Look at the query plan for each query.
Where in and Join can typically be implemented using the same execution plan, so typically there is zero speed-up from changing between them.
Optimizer didn't do a very good job. Usually they can be transformed without any difference and the optimizer can do this.
This question is somewhat general, so here's a general answer:
Basically, queries take longer when MySQL has tons of rows to sort through.
Do this:
Run an EXPLAIN on each of the queries (the JOIN'ed one, then the Subqueried one), and post the results here.
I think seeing the difference in MySQL's interpretation of those queries would be a learning experience for everyone.
The where subquery has to run 1 query for each returned row. The inner join just has to run 1 query.
Usually its the result of the optimizer not being able to figure out that the subquery can be executed as a join in which case it executes the subquery for each record in the table rather then join the table in the subquery against the table you are querying. Some of the more "enterprisey" database are better at this, but they still miss it sometimes.
With a subquery, you have to re-execute the 2nd SELECT for each result, and each execution typically returns 1 row.
With a join, the 2nd SELECT returns a lot more rows, but you only have to execute it once. The advantage is that now you can join on the results, and joining relations is what a database is supposed to be good at. For example, maybe the optimizer can spot how to take better advantage of an index now.

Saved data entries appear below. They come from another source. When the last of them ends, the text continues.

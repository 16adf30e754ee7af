//! Protocol messages for sync.

use crate::action::PlaybackAction;
use crate::error::{ProtocolError, ProtocolResult};
use serde::de::DeserializeOwned;
use serde::{Deserialize, Serialize};

/// A message sent by an endpoint to the relay.
#[derive(Debug, Clone, PartialEq, Serialize, Deserialize)]
#[serde(tag = "kind")]
pub enum ClientMessage {
    /// A new item was loaded locally.
    #[serde(rename_all = "camelCase")]
    SessionLoad {
        /// Item identifier (opaque to the protocol).
        item_id: String,
        /// Sender's wall clock at send time. Ignored by the relay.
        #[serde(default, skip_serializing_if = "Option::is_none")]
        origin_timestamp: Option<u64>,
    },
    /// A play, pause or seek happened locally.
    #[serde(rename_all = "camelCase")]
    PlaybackAction {
        /// Which action.
        action: PlaybackAction,
        /// Playback position in seconds.
        position: f64,
        /// Sender's wall clock at send time. Ignored by the relay.
        #[serde(default, skip_serializing_if = "Option::is_none")]
        origin_timestamp: Option<u64>,
    },
}

impl ClientMessage {
    /// Creates a session load message.
    pub fn session_load(item_id: impl Into<String>, origin_timestamp: u64) -> Self {
        ClientMessage::SessionLoad {
            item_id: item_id.into(),
            origin_timestamp: Some(origin_timestamp),
        }
    }

    /// Creates a playback action message.
    pub fn playback(action: PlaybackAction, position: f64, origin_timestamp: u64) -> Self {
        ClientMessage::PlaybackAction {
            action,
            position,
            origin_timestamp: Some(origin_timestamp),
        }
    }

    /// Returns the wire `kind` of this message.
    pub fn kind(&self) -> &'static str {
        match self {
            ClientMessage::SessionLoad { .. } => "SessionLoad",
            ClientMessage::PlaybackAction { .. } => "PlaybackAction",
        }
    }

    /// Decodes and validates a message received from an endpoint.
    pub fn decode(text: &str) -> ProtocolResult<Self> {
        let message: Self = decode_tagged(text)?;
        message.validate()?;
        Ok(message)
    }

    /// Encodes to JSON.
    pub fn encode(&self) -> ProtocolResult<String> {
        serde_json::to_string(self).map_err(|e| ProtocolError::Encode(e.to_string()))
    }

    /// Replaces the origin timestamp with the relay's, producing the
    /// broadcast form of this message.
    pub fn stamp(self, relay_timestamp: u64) -> RelayMessage {
        match self {
            ClientMessage::SessionLoad { item_id, .. } => RelayMessage::SessionLoad {
                item_id,
                relay_timestamp,
            },
            ClientMessage::PlaybackAction {
                action, position, ..
            } => RelayMessage::PlaybackAction {
                action,
                position,
                relay_timestamp,
            },
        }
    }

    fn validate(&self) -> ProtocolResult<()> {
        match self {
            ClientMessage::SessionLoad { item_id, .. } => validate_item_id(item_id),
            ClientMessage::PlaybackAction { position, .. } => validate_position(*position),
        }
    }
}

/// A message sent by the relay to an endpoint.
#[derive(Debug, Clone, PartialEq, Serialize, Deserialize)]
#[serde(tag = "kind")]
pub enum RelayMessage {
    /// One-time acknowledgment sent when a connection is accepted.
    Handshake {
        /// Informational text.
        message: String,
    },
    /// A peer loaded a new item.
    #[serde(rename_all = "camelCase")]
    SessionLoad {
        /// Item identifier.
        item_id: String,
        /// Relay's wall clock when the message was broadcast.
        relay_timestamp: u64,
    },
    /// A peer played, paused or seeked.
    #[serde(rename_all = "camelCase")]
    PlaybackAction {
        /// Which action.
        action: PlaybackAction,
        /// Position in seconds at the sender.
        position: f64,
        /// Relay's wall clock when the message was broadcast.
        relay_timestamp: u64,
    },
}

impl RelayMessage {
    /// Creates a handshake message.
    pub fn handshake(message: impl Into<String>) -> Self {
        RelayMessage::Handshake {
            message: message.into(),
        }
    }

    /// Returns the wire `kind` of this message.
    pub fn kind(&self) -> &'static str {
        match self {
            RelayMessage::Handshake { .. } => "Handshake",
            RelayMessage::SessionLoad { .. } => "SessionLoad",
            RelayMessage::PlaybackAction { .. } => "PlaybackAction",
        }
    }

    /// Decodes and validates a message received from the relay.
    pub fn decode(text: &str) -> ProtocolResult<Self> {
        let message: Self = decode_tagged(text)?;
        match &message {
            RelayMessage::Handshake { .. } => {}
            RelayMessage::SessionLoad { item_id, .. } => validate_item_id(item_id)?,
            RelayMessage::PlaybackAction { position, .. } => validate_position(*position)?,
        }
        Ok(message)
    }

    /// Encodes to JSON.
    pub fn encode(&self) -> ProtocolResult<String> {
        serde_json::to_string(self).map_err(|e| ProtocolError::Encode(e.to_string()))
    }
}

/// Parses JSON first so syntax errors and unknown shapes are reported apart.
fn decode_tagged<T: DeserializeOwned>(text: &str) -> ProtocolResult<T> {
    let value: serde_json::Value =
        serde_json::from_str(text).map_err(|e| ProtocolError::Malformed(e.to_string()))?;
    serde_json::from_value(value).map_err(|e| ProtocolError::Unrecognized(e.to_string()))
}

fn validate_item_id(item_id: &str) -> ProtocolResult<()> {
    if item_id.trim().is_empty() {
        return Err(ProtocolError::InvalidField {
            field: "itemId",
            reason: "must not be empty".into(),
        });
    }
    Ok(())
}

fn validate_position(position: f64) -> ProtocolResult<()> {
    if !position.is_finite() || position < 0.0 {
        return Err(ProtocolError::InvalidField {
            field: "position",
            reason: format!("must be a finite number >= 0, got {}", position),
        });
    }
    Ok(())
}

#[cfg(test)]
mod tests {
    use super::*;
    use proptest::prelude::*;

    #[test]
    fn decode_client_session_load() {
        let msg = ClientMessage::decode(
            r#"{"kind":"SessionLoad","itemId":"dQw4w9WgXcQ","originTimestamp":1700000000000}"#,
        )
        .unwrap();
        assert_eq!(msg, ClientMessage::session_load("dQw4w9WgXcQ", 1_700_000_000_000));
    }

    #[test]
    fn decode_client_playback_without_origin_timestamp() {
        let msg =
            ClientMessage::decode(r#"{"kind":"PlaybackAction","action":"SEEK","position":12}"#)
                .unwrap();
        assert_eq!(
            msg,
            ClientMessage::PlaybackAction {
                action: PlaybackAction::Seek,
                position: 12.0,
                origin_timestamp: None,
            }
        );
    }

    #[test]
    fn malformed_and_unrecognized_are_distinct() {
        let err = ClientMessage::decode("{not json").unwrap_err();
        assert!(err.is_malformed());

        let err = ClientMessage::decode(r#"{"kind":"Handshake","message":"hi"}"#).unwrap_err();
        assert!(matches!(err, ProtocolError::Unrecognized(_)));

        let err = ClientMessage::decode(r#"{"kind":"PlaybackAction","action":"STOP","position":1}"#)
            .unwrap_err();
        assert!(matches!(err, ProtocolError::Unrecognized(_)));

        let err = ClientMessage::decode(r#"{"kind":"SessionLoad"}"#).unwrap_err();
        assert!(matches!(err, ProtocolError::Unrecognized(_)));
    }

    #[test]
    fn negative_position_rejected() {
        let err = ClientMessage::decode(
            r#"{"kind":"PlaybackAction","action":"PLAY","position":-1.5,"originTimestamp":1}"#,
        )
        .unwrap_err();
        assert!(matches!(
            err,
            ProtocolError::InvalidField {
                field: "position",
                ..
            }
        ));
    }

    #[test]
    fn empty_item_id_rejected() {
        let err = ClientMessage::decode(r#"{"kind":"SessionLoad","itemId":"  "}"#).unwrap_err();
        assert!(matches!(err, ProtocolError::InvalidField { field: "itemId", .. }));
    }

    #[test]
    fn stamp_replaces_origin_timestamp() {
        let stamped = ClientMessage::playback(PlaybackAction::Pause, 31.25, 5).stamp(99);
        assert_eq!(
            stamped,
            RelayMessage::PlaybackAction {
                action: PlaybackAction::Pause,
                position: 31.25,
                relay_timestamp: 99,
            }
        );

        let json = stamped.encode().unwrap();
        assert!(json.contains(r#""relayTimestamp":99"#));
        assert!(!json.contains("originTimestamp"));
    }

    #[test]
    fn relay_wire_shape() {
        let json = RelayMessage::SessionLoad {
            item_id: "abc".into(),
            relay_timestamp: 7,
        }
        .encode()
        .unwrap();
        assert_eq!(json, r#"{"kind":"SessionLoad","itemId":"abc","relayTimestamp":7}"#);

        let json = RelayMessage::handshake("welcome").encode().unwrap();
        assert_eq!(json, r#"{"kind":"Handshake","message":"welcome"}"#);
    }

    #[test]
    fn relay_decode_requires_timestamp() {
        let err = RelayMessage::decode(r#"{"kind":"PlaybackAction","action":"PLAY","position":1}"#)
            .unwrap_err();
        assert!(matches!(err, ProtocolError::Unrecognized(_)));
    }

    proptest! {
        #[test]
        fn decode_never_panics(input in ".*") {
            let _ = ClientMessage::decode(&input);
            let _ = RelayMessage::decode(&input);
        }

        #[test]
        fn accepted_positions_are_non_negative(position in -1.0e6f64..1.0e6) {
            let text = format!(
                r#"{{"kind":"PlaybackAction","action":"PLAY","position":{}}}"#,
                position
            );
            match ClientMessage::decode(&text) {
                Ok(ClientMessage::PlaybackAction { position: p, .. }) => prop_assert!(p >= 0.0),
                Ok(other) => prop_assert!(false, "unexpected message {:?}", other),
                Err(_) => prop_assert!(position < 0.0),
            }
        }
    }
}
//! Reconciliation state and timers.

use crate::config::PlaybackRole;
use std::time::Duration;

/// Connection lifecycle phase of an endpoint.
#[derive(Debug, Clone, Copy, PartialEq, Eq)]
pub enum ConnectionStatus {
    /// No transport. Initial state.
    Disconnected,
    /// Transport is being established.
    Connecting,
    /// Transport is open.
    Connected,
    /// Transport failed. Cleared only by an explicit connect.
    Error,
}

impl ConnectionStatus {
    /// Returns true if a transport is open or being opened.
    pub fn is_active(&self) -> bool {
        matches!(self, ConnectionStatus::Connecting | ConnectionStatus::Connected)
    }

    /// Returns true if `connect()` may start a new attempt.
    pub fn can_connect(&self) -> bool {
        matches!(self, ConnectionStatus::Disconnected | ConnectionStatus::Error)
    }
}

/// Timers owned by the engine.
#[derive(Debug, Clone, Copy, PartialEq, Eq)]
pub enum TimerKind {
    /// Clears the transport-layer echo-suppression flag.
    TransportSuppression,
    /// Clears the backend-layer echo-suppression flag.
    BackendSuppression,
    /// Emits a drift correction.
    DriftTick,
    /// Attempts to reconnect.
    Reconnect,
}

impl TimerKind {
    const ALL: [TimerKind; 4] = [
        TimerKind::TransportSuppression,
        TimerKind::BackendSuppression,
        TimerKind::DriftTick,
        TimerKind::Reconnect,
    ];

    fn slot(self) -> usize {
        match self {
            TimerKind::TransportSuppression => 0,
            TimerKind::BackendSuppression => 1,
            TimerKind::DriftTick => 2,
            TimerKind::Reconnect => 3,
        }
    }
}

/// One optional deadline per [`TimerKind`], on the clock's monotonic
/// timeline.
///
/// Arming a timer that is already armed replaces its deadline, so at most one
/// instance of each timer exists.
#[derive(Debug, Clone, Default, PartialEq, Eq)]
pub struct Timers {
    deadlines: [Option<Duration>; 4],
}

impl Timers {
    /// Creates a set with nothing armed.
    pub fn new() -> Self {
        Self::default()
    }

    /// Arms (or re-arms) a timer.
    pub fn arm(&mut self, kind: TimerKind, deadline: Duration) {
        self.deadlines[kind.slot()] = Some(deadline);
    }

    /// Cancels a timer. Returns true if it was armed.
    pub fn cancel(&mut self, kind: TimerKind) -> bool {
        self.deadlines[kind.slot()].take().is_some()
    }

    /// Cancels every timer.
    pub fn cancel_all(&mut self) {
        self.deadlines = [None; 4];
    }

    /// Returns true if the timer is armed.
    pub fn is_armed(&self, kind: TimerKind) -> bool {
        self.deadlines[kind.slot()].is_some()
    }

    /// Returns true if the timer is armed and has not yet expired at `now`.
    pub fn is_pending(&self, kind: TimerKind, now: Duration) -> bool {
        self.deadline(kind).is_some_and(|deadline| now < deadline)
    }

    /// Returns the deadline of a timer.
    pub fn deadline(&self, kind: TimerKind) -> Option<Duration> {
        self.deadlines[kind.slot()]
    }

    /// Returns the earliest armed deadline.
    pub fn next_deadline(&self) -> Option<Duration> {
        self.deadlines.iter().flatten().min().copied()
    }

    /// Disarms and returns every timer due at `now`, earliest first.
    pub fn take_due(&mut self, now: Duration) -> Vec<TimerKind> {
        let mut due: Vec<(Duration, TimerKind)> = TimerKind::ALL
            .iter()
            .filter_map(|kind| {
                self.deadline(*kind)
                    .filter(|deadline| *deadline <= now)
                    .map(|deadline| (deadline, *kind))
            })
            .collect();
        due.sort_by_key(|(deadline, _)| *deadline);
        for (_, kind) in &due {
            self.cancel(*kind);
        }
        due.into_iter().map(|(_, kind)| kind).collect()
    }
}

/// Per-endpoint state mutated only by the engine.
#[derive(Debug, Clone)]
pub struct ReconciliationState {
    /// Connection lifecycle phase.
    pub status: ConnectionStatus,
    /// Current playback role.
    pub role: PlaybackRole,
    /// Last known "is playing" flag reported by the backend or set locally.
    pub local_playing: bool,
    /// Set by `disconnect()` so the resulting close does not reconnect.
    pub manual_disconnect: bool,
    /// Pending timers.
    pub timers: Timers,
}

impl ReconciliationState {
    /// Creates the initial state.
    pub fn new(role: PlaybackRole) -> Self {
        Self {
            status: ConnectionStatus::Disconnected,
            role,
            local_playing: false,
            manual_disconnect: false,
            timers: Timers::new(),
        }
    }

    /// Returns true if periodic drift correction should run.
    pub fn drift_eligible(&self) -> bool {
        self.role == PlaybackRole::Leader
            && self.status == ConnectionStatus::Connected
            && self.local_playing
    }
}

It isn't so much the subquery as the IN clause, although joins are at the foundation of at least Oracle's SQL engine and run extremely quickly.
The subquery was probably executing a "full table scan". In other words, not using the index and returning way too many rows that the Where from the main query were needing to filter out.
Just a guess without details of course but that's the common situation.
Taken from the Reference Manual (14.2.10.11 Rewriting Subqueries as Joins):
A LEFT [OUTER] JOIN can be faster than an equivalent subquery because the server might be able to optimize it better—a fact that is not specific to MySQL Server alone.
So subqueries can be slower than LEFT [OUTER] JOINS.